That sounds fancy, but it's not. The basic idea is that as you edit, you save a lot. Well, I do. Now every time I save, the change is noticed and the script is run automatically. It even goes one step further, doing some debugging if your script fails to run.
Intro ∞
I had this working as a small script, and then I extended it to handle two-step execution with Boo (first compiling with boo's booc
, then executing with mono
)
Then I switched from Bash to Zsh. This revealed an entirely new kind of problem: shell scripting often relies on builtins which are specific to one shell and are not available or which work differently on another shell.
I got some help with that problem, see my earlier post Make a script learn what shell it's running in.
hosting ∞
I won't be providing the script here, because this is a terrible medium for that sort of thing. I'm not entirely sure where I could post it and still expect reasonable quality of service. I think I'll just maintain my scripts on my own site, since I'll always be frustrated at other people's sites. This brings up all kinds of interesting old problems. I want to make myself a few self-hosting script engines that'll automatically and intelligently build pages from files on my disk. Ok, enough of that.. on with the story.

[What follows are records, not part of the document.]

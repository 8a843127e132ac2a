//! Expression kinds.
//!
//! Each kind is a 5-bit tag whose layout encodes category membership,
//! so that every classification used by the rewrite passes is a bit test:
//!
//! ```text
//! 0 0 0 0 *   known constants (Zero, One)
//! 0 0 1 * 0   unknown constants (Logical, Illogical)
//! 0 1 0 0 *   literals (Complement, Variable)
//! 1 0 * * *   n-ary operators (Nor/Or, Nand/And, Xnor/Xor, Unequal/Equal)
//! 1 1 * * *   fixed-arity operators (NotImplies/Implies, NotIfThenElse/IfThenElse)
//! ```
//!
//! The lowest bit is the polarity bit: it pairs every connective with its dual.

use std::fmt::{Display, Formatter};

#[derive(Debug, Copy, Clone, Eq, PartialEq, Ord, PartialOrd, Hash)]
#[repr(u8)]
pub enum Kind {
    Zero = 0x00,
    One = 0x01,

    Logical = 0x04,
    Illogical = 0x06,

    Complement = 0x08,
    Variable = 0x09,

    Nor = 0x10,
    Or = 0x11,
    Nand = 0x12,
    And = 0x13,

    Xnor = 0x14,
    Xor = 0x15,
    Unequal = 0x16,
    Equal = 0x17,

    NotImplies = 0x18,
    Implies = 0x19,

    NotIfThenElse = 0x1A,
    IfThenElse = 0x1B,
}

impl Kind {
    pub const fn bits(self) -> u8 {
        self as u8
    }

    pub const fn from_bits(bits: u8) -> Option<Self> {
        let kind = match bits {
            0x00 => Kind::Zero,
            0x01 => Kind::One,
            0x04 => Kind::Logical,
            0x06 => Kind::Illogical,
            0x08 => Kind::Complement,
            0x09 => Kind::Variable,
            0x10 => Kind::Nor,
            0x11 => Kind::Or,
            0x12 => Kind::Nand,
            0x13 => Kind::And,
            0x14 => Kind::Xnor,
            0x15 => Kind::Xor,
            0x16 => Kind::Unequal,
            0x17 => Kind::Equal,
            0x18 => Kind::NotImplies,
            0x19 => Kind::Implies,
            0x1A => Kind::NotIfThenElse,
            0x1B => Kind::IfThenElse,
            _ => return None,
        };
        Some(kind)
    }

    // 0 ****
    pub const fn is_atom(self) -> bool {
        self.bits() >> 4 == 0
    }
    // 1 ****
    pub const fn is_op(self) -> bool {
        self.bits() >> 4 == 1
    }
    // 0 0***
    pub const fn is_const(self) -> bool {
        self.bits() >> 3 == 0
    }
    // 0 00**
    pub const fn is_known(self) -> bool {
        self.bits() >> 2 == 0
    }
    // 0 01**
    pub const fn is_unknown(self) -> bool {
        self.bits() >> 2 == 1
    }
    // 0 1***
    pub const fn is_lit(self) -> bool {
        self.bits() >> 3 == 1
    }
    // 1 0***
    pub const fn is_nary(self) -> bool {
        self.bits() >> 3 == 2
    }
    // * ***0
    pub const fn is_neg(self) -> bool {
        self.bits() & 1 == 0
    }
    // * ***1
    pub const fn is_pos(self) -> bool {
        self.bits() & 1 == 1
    }

    /// Returns the dual kind, flipping the polarity bit.
    ///
    /// Unknown constants are self-dual.
    pub const fn dual(self) -> Self {
        if self.is_unknown() {
            return self;
        }
        match Kind::from_bits(self.bits() ^ 1) {
            Some(kind) => kind,
            None => self,
        }
    }

    /// Returns the positive member of the dual pair.
    pub const fn positive(self) -> Self {
        if self.is_neg() {
            self.dual()
        } else {
            self
        }
    }

    /// Number of arguments required by fixed-arity operators.
    pub const fn arity(self) -> Option<usize> {
        match self {
            Kind::NotImplies | Kind::Implies => Some(2),
            Kind::NotIfThenElse | Kind::IfThenElse => Some(3),
            _ => None,
        }
    }

    /// Operator name used for rendering.
    pub const fn name(self) -> &'static str {
        match self {
            Kind::Zero => "Zero",
            Kind::One => "One",
            Kind::Logical => "Logical",
            Kind::Illogical => "Illogical",
            Kind::Complement => "Complement",
            Kind::Variable => "Variable",
            Kind::Nor => "Nor",
            Kind::Or => "Or",
            Kind::Nand => "Nand",
            Kind::And => "And",
            Kind::Xnor => "Xnor",
            Kind::Xor => "Xor",
            Kind::Unequal => "Unequal",
            Kind::Equal => "Equal",
            Kind::NotImplies => "NotImplies",
            Kind::Implies => "Implies",
            Kind::NotIfThenElse => "NotIfThenElse",
            Kind::IfThenElse => "IfThenElse",
        }
    }
}

impl Display for Kind {
    fn fmt(&self, f: &mut Formatter<'_>) -> std::fmt::Result {
        write!(f, "{}", self.name())
    }
}

impl From<Kind> for u8 {
    fn from(kind: Kind) -> Self {
        kind.bits()
    }
}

update: It's in https://github.com/spiralofhope/shell-random/tree/master/README.markdown
learning bash in one week ∞
(Bash)
If this automated testing isn't interesting enough, all of this came from a one-week review of bash.
Let me explain this another way. I've been a Linux user for a long time now. Here's a hint: Yggdrasil Linux/GNU/X would have been my first distro if the CD I got with the book wasn't bad. In all my time as a Linux user, even after having been a great MS-DOS 5 through 6.22 scripter, and a fair 4DOS scripter, and somehow making Tcl do things that bent time and space and then forgetting how I made all those scripts, and lastly stumbling through Ruby for an embarrassing number of years.. after all of that, I still couldn't figure bash out.
I mean, it was and still is incomprehensible unusable GNU software.
I don't know what happened, but I took a week and.. and I learned it. I just absorbed everything I came across, troubleshooted every problem in no time and even started doing things that bash wasn't supposed to be able to do.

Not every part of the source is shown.